The Valley Flyer is a train service run by Amtrak between New Haven, Connecticut and Greenfield, Massachusetts along Amtrak's New Haven–Springfield Line and the Massachusetts Department of Transportation's Connecticut River Line. 

Valley Flyer trains meet Acela and Northeast Regional services at New Haven Union Station where passengers can typically make a cross-platform transfer between trains. Departures on the Valley Flyer are timed to make day trips between the Connecticut River Valley and New York City possible.

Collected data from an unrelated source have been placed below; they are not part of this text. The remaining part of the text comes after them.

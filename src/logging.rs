//! Structured logging setup.
//!
//! Library code only emits `tracing` events; binaries embedding the
//! switchboard call [`init`] once at startup.

use serde::{Deserialize, Serialize};
use std::fmt;
use thiserror::Error;
use tracing_subscriber::{EnvFilter, fmt as layer_fmt, layer::SubscriberExt, util::SubscriberInitExt};

/// Environment variable that overrides the configured filter.
pub const LOG_ENV_VAR: &str = "SWITCHBOARD_LOG";

/// Log output format.
#[derive(Debug, Clone, Copy, Default, PartialEq, Eq, Hash, Serialize, Deserialize)]
#[serde(rename_all = "snake_case")]
pub enum LogFormat {
    /// Human-readable lines.
    #[default]
    Text,
    /// One JSON object per event.
    Json,
}

impl LogFormat {
    /// Returns the canonical string form.
    #[must_use]
    pub const fn as_str(self) -> &'static str {
        match self {
            Self::Text => "text",
            Self::Json => "json",
        }
    }
}

impl fmt::Display for LogFormat {
    fn fmt(&self, f: &mut fmt::Formatter<'_>) -> fmt::Result {
        f.write_str(self.as_str())
    }
}

/// Logging configuration.
#[derive(Debug, Clone, PartialEq, Eq, Serialize, Deserialize)]
pub struct LoggingConfig {
    /// `EnvFilter` directive, e.g. `info` or `switchboard=debug,warn`.
    #[serde(default = "default_level")]
    pub level: String,
    /// Output format.
    #[serde(default)]
    pub format: LogFormat,
}

fn default_level() -> String {
    "info".to_owned()
}

impl Default for LoggingConfig {
    fn default() -> Self {
        Self {
            level: default_level(),
            format: LogFormat::default(),
        }
    }
}

/// Errors raised while installing the global subscriber.
#[derive(Debug, Error)]
pub enum LoggingError {
    /// The configured level is not a valid filter directive.
    #[error("invalid log filter '{directive}': {source}")]
    InvalidFilter {
        /// Offending directive.
        directive: String,
        /// Parser error.
        source: tracing_subscriber::filter::ParseError,
    },

    /// A global subscriber is already installed.
    #[error("failed to install subscriber: {0}")]
    Install(#[from] tracing_subscriber::util::TryInitError),
}

/// Builds the event filter.
///
/// [`LOG_ENV_VAR`] takes precedence over the configured level.
///
/// # Errors
///
/// Returns [`LoggingError::InvalidFilter`] when the configured level does
/// not parse.
pub fn build_filter(config: &LoggingConfig) -> Result<EnvFilter, LoggingError> {
    if let Ok(filter) = EnvFilter::try_from_env(LOG_ENV_VAR) {
        return Ok(filter);
    }
    EnvFilter::try_new(&config.level).map_err(|source| LoggingError::InvalidFilter {
        directive: config.level.clone(),
        source,
    })
}

/// Installs the global `tracing` subscriber.
///
/// # Errors
///
/// Returns [`LoggingError`] when the filter is invalid or a subscriber is
/// already installed.
pub fn init(config: &LoggingConfig) -> Result<(), LoggingError> {
    let filter = build_filter(config)?;
    let registry = tracing_subscriber::registry().with(filter);
    match config.format {
        LogFormat::Text => registry
            .with(layer_fmt::layer().with_target(true))
            .try_init()?,
        LogFormat::Json => registry
            .with(layer_fmt::layer().json().with_target(true))
            .try_init()?,
    }
    Ok(())
}
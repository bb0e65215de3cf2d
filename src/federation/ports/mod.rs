//! Port contracts for registry adapters and their collaborators.

mod adapter;
mod client;
mod store;

pub use adapter::{AdapterError, AdapterResult, RegistryAdapter};
pub use client::{RegistryClient, RegistryClientError, RegistryClientResult};
pub use store::{AgentStore, AgentStoreError, AgentStoreResult};
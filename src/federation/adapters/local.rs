//! Adapter over the local agent store.

use super::{record_health, snapshot};
use crate::federation::{
    domain::{
        AdapterKind, CanonicalRecord, NANDA_SCHEMA_VERSION, NANDA_SOURCE_SCHEMA,
        RegistryDescriptor, RegistryId, RegistryStatus, SourceRecord,
    },
    ports::{AdapterError, AdapterResult, AgentStore, RegistryAdapter},
};
use async_trait::async_trait;
use mockable::Clock;
use std::sync::{Arc, RwLock};
use tracing::warn;

/// Serves the local registry from an [`AgentStore`].
///
/// Stored records are already canonical. Defaults the store left blank are
/// filled as records leave the store, so `translate_to_nanda` is the
/// identity.
pub struct LocalAdapter<S, C>
where
    S: AgentStore + ?Sized,
    C: Clock + Send + Sync,
{
    registry_id: RegistryId,
    store: Arc<S>,
    clock: Arc<C>,
    descriptor: RwLock<RegistryDescriptor>,
}

impl<S, C> LocalAdapter<S, C>
where
    S: AgentStore + ?Sized,
    C: Clock + Send + Sync,
{
    /// Creates a local adapter for `registry_id`.
    #[must_use]
    pub fn new(registry_id: RegistryId, store: Arc<S>, clock: Arc<C>) -> Self {
        let descriptor = RegistryDescriptor::new(registry_id.clone(), AdapterKind::Local);
        Self {
            registry_id,
            store,
            clock,
            descriptor: RwLock::new(descriptor),
        }
    }

    fn fill_defaults(&self, mut record: CanonicalRecord) -> CanonicalRecord {
        if record.registry_id.is_empty() {
            record.registry_id = String::from(&self.registry_id);
        }
        if record.agent_name.is_empty() {
            record.agent_name.clone_from(&record.agent_id);
        }
        if record.schema_version.is_empty() {
            record.schema_version = NANDA_SCHEMA_VERSION.to_owned();
        }
        if record.source_schema.is_empty() {
            record.source_schema = NANDA_SOURCE_SCHEMA.to_owned();
        }
        record
    }
}

#[async_trait]
impl<S, C> RegistryAdapter for LocalAdapter<S, C>
where
    S: AgentStore + ?Sized,
    C: Clock + Send + Sync,
{
    fn registry_id(&self) -> &RegistryId {
        &self.registry_id
    }

    async fn query_agent(&self, name: &str) -> AdapterResult<SourceRecord> {
        match self.store.find(name).await {
            Ok(Some(record)) => Ok(SourceRecord::Local(self.fill_defaults(record))),
            Ok(None) => Err(AdapterError::not_found(&self.registry_id, name)),
            Err(err) => {
                warn!(registry = %self.registry_id, agent = name, error = %err, "local store lookup failed");
                Err(AdapterError::unavailable(&self.registry_id, err.to_string()))
            }
        }
    }

    fn translate_to_nanda(&self, record: SourceRecord) -> AdapterResult<CanonicalRecord> {
        match record {
            SourceRecord::Local(canonical) => Ok(canonical),
            other @ SourceRecord::External(_) => Err(AdapterError::MismatchedRecord {
                registry_id: self.registry_id.clone(),
                found: other.shape(),
            }),
        }
    }

    fn get_registry_info(&self) -> RegistryDescriptor {
        snapshot(&self.descriptor)
    }

    async fn check_health(&self) -> RegistryDescriptor {
        let status = match self.store.ping().await {
            Ok(()) => RegistryStatus::Active,
            Err(err) => {
                warn!(registry = %self.registry_id, error = %err, "local store health check failed");
                RegistryStatus::Unreachable
            }
        };
        record_health(&self.descriptor, status, self.clock.utc())
    }
}
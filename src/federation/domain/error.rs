//! Error types for federation domain validation and parsing.

use thiserror::Error;

/// Errors returned while constructing federation domain values.
#[derive(Debug, Clone, Error, PartialEq, Eq)]
pub enum FederationDomainError {
    /// The registry identifier is empty after trimming.
    #[error("registry identifier must not be empty")]
    EmptyRegistryId,

    /// The registry identifier contains characters outside `[a-z0-9_-]`.
    #[error(
        "registry identifier '{0}' contains invalid characters (only lowercase alphanumeric, hyphens and underscores allowed)"
    )]
    InvalidRegistryId(String),

    /// The registry identifier exceeds the length limit.
    #[error("registry identifier exceeds 64 character limit: {0}")]
    RegistryIdTooLong(String),
}

/// Errors returned while parsing an agent identifier.
#[derive(Debug, Clone, Error, PartialEq, Eq)]
pub enum IdentifierError {
    /// The identifier is empty after trimming.
    #[error("agent identifier must not be empty")]
    Empty,

    /// A qualified identifier has no agent name after the registry prefix.
    #[error("agent identifier '{0}' has no agent name")]
    MissingName(String),

    /// The `@` prefix is not followed by `<registry>:`.
    #[error("agent identifier '{0}' has a malformed registry prefix")]
    MalformedPrefix(String),
}

/// Error returned while parsing a registry status.
#[derive(Debug, Clone, Error, PartialEq, Eq)]
#[error("unknown registry status: {0}")]
pub struct ParseRegistryStatusError(pub String);
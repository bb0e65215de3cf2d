//! OASF schema directory loader.
//!
//! Expected layout:
//!
//! ```text
//! <schema_dir>/skill_categories.json      {"attributes": {key: {caption, uid}}}
//! <schema_dir>/skills/<category>/**/*.json {name, caption, uid, extends, category?}
//! ```
//!
//! Entries are visited in sorted name order so traversal order is stable
//! across platforms.

use crate::taxonomy::domain::{
    NodeKind, Taxonomy, TaxonomyLoadError, TaxonomyNode, TaxonomyStore, normalize_name,
};
use camino::{Utf8Path, Utf8PathBuf};
use cap_std::ambient_authority;
use cap_std::fs_utf8::Dir;
use serde::Deserialize;
use std::collections::{BTreeMap, HashMap, HashSet};
use std::io;
use tracing::{debug, info, warn};

const CATEGORIES_FILE: &str = "skill_categories.json";
const SKILLS_DIR: &str = "skills";
const ROOT_SKILL: &str = "base_skill";

#[derive(Debug, Default, Deserialize)]
struct CategoriesDocument {
    #[serde(default)]
    attributes: BTreeMap<String, CategoryDocument>,
}

#[derive(Debug, Default, Deserialize)]
struct CategoryDocument {
    #[serde(default)]
    caption: Option<String>,
    #[serde(default)]
    uid: Option<u64>,
}

#[derive(Debug, Default, Deserialize)]
struct SkillDocument {
    #[serde(default)]
    name: String,
    #[serde(default)]
    caption: Option<String>,
    #[serde(default)]
    uid: Option<u64>,
    #[serde(default)]
    extends: Option<String>,
    #[serde(default)]
    category: Option<String>,
}

/// A skill document together with the category directory it was found in.
#[derive(Debug)]
struct LocatedSkill {
    document: SkillDocument,
    directory_category: Option<String>,
}

#[derive(Debug)]
struct CategoryEntry {
    key: String,
    caption: String,
    uid: u64,
}

/// Schema directory holding an OASF-style skill taxonomy.
#[derive(Debug, Clone, PartialEq, Eq)]
pub struct SchemaDirectory {
    path: Utf8PathBuf,
}

impl SchemaDirectory {
    /// Creates a loader rooted at `path`.
    #[must_use]
    pub fn new(path: impl Into<Utf8PathBuf>) -> Self {
        Self { path: path.into() }
    }

    /// Returns the schema directory path.
    #[must_use]
    pub fn path(&self) -> &Utf8Path {
        &self.path
    }

    /// Loads the taxonomy, returning the degraded store on any failure.
    ///
    /// `None` means no directory is configured. Failures are logged and
    /// never abort the caller.
    #[must_use]
    pub fn load_store(schema_dir: Option<&Utf8Path>) -> TaxonomyStore {
        let result = schema_dir
            .ok_or(TaxonomyLoadError::NotConfigured)
            .and_then(|path| Self::new(path).load());

        match result {
            Ok(taxonomy) => {
                info!(
                    nodes = taxonomy.len(),
                    skills = taxonomy.leaf_count(),
                    "skill taxonomy loaded"
                );
                TaxonomyStore::Loaded(taxonomy)
            }
            Err(err) => {
                warn!(error = %err, "skill taxonomy unavailable; capability mapping disabled");
                TaxonomyStore::unavailable(err.to_string())
            }
        }
    }

    /// Reads the schema directory into a [`Taxonomy`].
    ///
    /// Individual malformed files are logged and skipped.
    ///
    /// # Errors
    ///
    /// Returns [`TaxonomyLoadError::MissingDirectory`] when the directory
    /// does not exist, [`TaxonomyLoadError::Empty`] when it has no skill
    /// definitions, or [`TaxonomyLoadError::Io`] on filesystem failures.
    pub fn load(&self) -> Result<Taxonomy, TaxonomyLoadError> {
        let root = Dir::open_ambient_dir(&self.path, ambient_authority()).map_err(|err| {
            if err.kind() == io::ErrorKind::NotFound {
                TaxonomyLoadError::MissingDirectory(self.path.clone())
            } else {
                TaxonomyLoadError::io(self.path.clone(), err)
            }
        })?;

        let categories = self.read_categories(&root);

        let skills_dir = match root.open_dir(SKILLS_DIR) {
            Ok(dir) => dir,
            Err(err) if err.kind() == io::ErrorKind::NotFound => {
                return Err(TaxonomyLoadError::Empty(self.path.clone()));
            }
            Err(err) => return Err(TaxonomyLoadError::io(self.path.join(SKILLS_DIR), err)),
        };

        let mut skills = Vec::new();
        collect_skills(
            &skills_dir,
            &self.path.join(SKILLS_DIR),
            None,
            &mut skills,
        )?;

        if skills.is_empty() {
            return Err(TaxonomyLoadError::Empty(self.path.clone()));
        }

        Ok(assemble(categories, skills))
    }

    fn read_categories(&self, root: &Dir) -> Vec<CategoryEntry> {
        let raw = match root.read_to_string(CATEGORIES_FILE) {
            Ok(raw) => raw,
            Err(err) => {
                if err.kind() != io::ErrorKind::NotFound {
                    warn!(path = %self.path.join(CATEGORIES_FILE), error = %err, "failed to read skill categories");
                }
                return Vec::new();
            }
        };

        match serde_json::from_str::<CategoriesDocument>(&raw) {
            Ok(document) => document
                .attributes
                .into_iter()
                .map(|(key, category)| {
                    let normalized = normalize_name(&key);
                    CategoryEntry {
                        caption: category.caption.unwrap_or_else(|| key.clone()),
                        uid: category.uid.unwrap_or(0),
                        key: normalized,
                    }
                })
                .collect(),
            Err(err) => {
                warn!(path = %self.path.join(CATEGORIES_FILE), error = %err, "malformed skill categories file");
                Vec::new()
            }
        }
    }
}

fn sorted_entries(dir: &Dir, path: &Utf8Path) -> Result<Vec<(String, bool)>, TaxonomyLoadError> {
    let mut entries = Vec::new();
    let listing = dir
        .entries()
        .map_err(|err| TaxonomyLoadError::io(path, err))?;
    for entry in listing {
        let dir_entry = entry.map_err(|err| TaxonomyLoadError::io(path, err))?;
        let file_type = dir_entry
            .file_type()
            .map_err(|err| TaxonomyLoadError::io(path, err))?;
        match dir_entry.file_name() {
            Ok(name) => entries.push((name, file_type.is_dir())),
            Err(err) => warn!(path = %path, error = %err, "skipping entry with non UTF-8 name"),
        }
    }
    entries.sort_by(|left, right| left.0.cmp(&right.0));
    Ok(entries)
}

fn collect_skills(
    dir: &Dir,
    path: &Utf8Path,
    category: Option<&str>,
    skills: &mut Vec<LocatedSkill>,
) -> Result<(), TaxonomyLoadError> {
    for (name, is_dir) in sorted_entries(dir, path)? {
        let entry_path = path.join(&name);
        if is_dir {
            let child = dir
                .open_dir(&name)
                .map_err(|err| TaxonomyLoadError::io(entry_path.clone(), err))?;
            let child_category = category.map_or_else(|| normalize_name(&name), ToOwned::to_owned);
            collect_skills(&child, &entry_path, Some(&child_category), skills)?;
            continue;
        }

        if entry_path.extension() != Some("json") {
            continue;
        }

        let parsed = dir
            .read_to_string(&name)
            .map_err(|err| err.to_string())
            .and_then(|raw| {
                serde_json::from_str::<SkillDocument>(&raw).map_err(|err| err.to_string())
            });

        match parsed {
            Ok(document) if document.name.trim().is_empty() => {
                debug!(path = %entry_path, "skipping skill file without a name");
            }
            Ok(document) => skills.push(LocatedSkill {
                document,
                directory_category: category.map(ToOwned::to_owned),
            }),
            Err(err) => warn!(path = %entry_path, error = %err, "failed to load skill definition"),
        }
    }
    Ok(())
}

fn assemble(categories: Vec<CategoryEntry>, skills: Vec<LocatedSkill>) -> Taxonomy {
    let category_uids: HashMap<String, u64> = categories
        .iter()
        .map(|category| (category.key.clone(), category.uid))
        .collect();

    let skill_names: HashSet<String> = skills
        .iter()
        .map(|skill| normalize_name(&skill.document.name))
        .collect();

    let resolved: Vec<(String, &LocatedSkill, Option<String>, Option<String>)> = skills
        .iter()
        .map(|skill| {
            let name = normalize_name(&skill.document.name);
            let category = skill
                .document
                .category
                .as_deref()
                .map(normalize_name)
                .or_else(|| skill.directory_category.clone());
            let parent = skill
                .document
                .extends
                .as_deref()
                .map(normalize_name)
                .filter(|parent| {
                    parent != ROOT_SKILL && parent != &name && skill_names.contains(parent)
                })
                .or_else(|| {
                    category
                        .clone()
                        .filter(|key| category_uids.contains_key(key) && key != &name)
                });
            (name, skill, parent, category)
        })
        .collect();

    let parents: HashSet<&str> = resolved
        .iter()
        .filter_map(|(_, _, parent, _)| parent.as_deref())
        .collect();

    let category_nodes = categories
        .iter()
        .map(|category| TaxonomyNode::category(&category.key, &category.caption, category.uid));

    let skill_nodes = resolved.iter().map(|(name, skill, parent, category)| {
        let kind = if parents.contains(name.as_str()) {
            NodeKind::Class
        } else {
            NodeKind::Skill
        };
        let caption = skill
            .document
            .caption
            .clone()
            .unwrap_or_else(|| skill.document.name.clone());
        TaxonomyNode::skill(
            name.clone(),
            caption,
            skill.document.uid.unwrap_or(0),
            kind,
            parent.clone(),
            category
                .clone()
                .map(|key| {
                    let uid = category_uids.get(&key).copied();
                    (key, uid)
                }),
        )
    });

    Taxonomy::new(category_nodes.chain(skill_nodes))
}
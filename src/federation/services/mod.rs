//! Translation and routing services.

mod agentfacts;
mod router;
mod translator;

pub use agentfacts::AgentFactsTranslator;
pub use router::{Router, RouterError};
pub use translator::{
    DEFAULT_AGENT_LOCATOR_TYPES, DEFAULT_API_LOCATOR_TYPES, DEFAULT_EXPORT_VERSION,
    DEFAULT_OASF_SCHEMA_VERSION, LocatorPolicy, SchemaTranslator,
};
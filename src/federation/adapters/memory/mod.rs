//! In-memory collaborators for tests and local composition.

mod agent_store;
mod registry_client;

pub use agent_store::InMemoryAgentStore;
pub use registry_client::InMemoryRegistryClient;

South of Springfield, the Valley Flyer complements the Hartford Line commuter rail service operated by the Connecticut Department of Transportation and Amtrak's Hartford Line service. North of Springfield, it complements Amtrak's Vermonter, offering travelers in the Valley three daily round trips on the Connecticut River Line.

History
On June 12, 2018, Massachusetts Governor Charlie Baker announced that two daily round trip  trains (then called New Haven–Springfield Shuttle) would be extended to  in 2019 as a pilot program. By February 2019, the two-year pilot was expected to begin in June 2019; however, by that May it was delayed to later in the year.

On August 30, 2019, the Valley Flyer program began with a 5:45 am departure south from Greenfield. As a basis for continuing the Valley Flyer permanently, MassDOT set a goal of attracting at least 24,000 new riders per year during the pilot program. To this end, the 2020 Massachusetts state budget provided $250,000 to market the program. Thewatsons—a New York-based ad agency that has worked with Grand Central Terminal and CTrides—was contracted in fall 2019 to create the marketing campaign. From March 30, 2020, to July 26, 2021, one daily round trip was suspended due to the COVID-19 pandemic.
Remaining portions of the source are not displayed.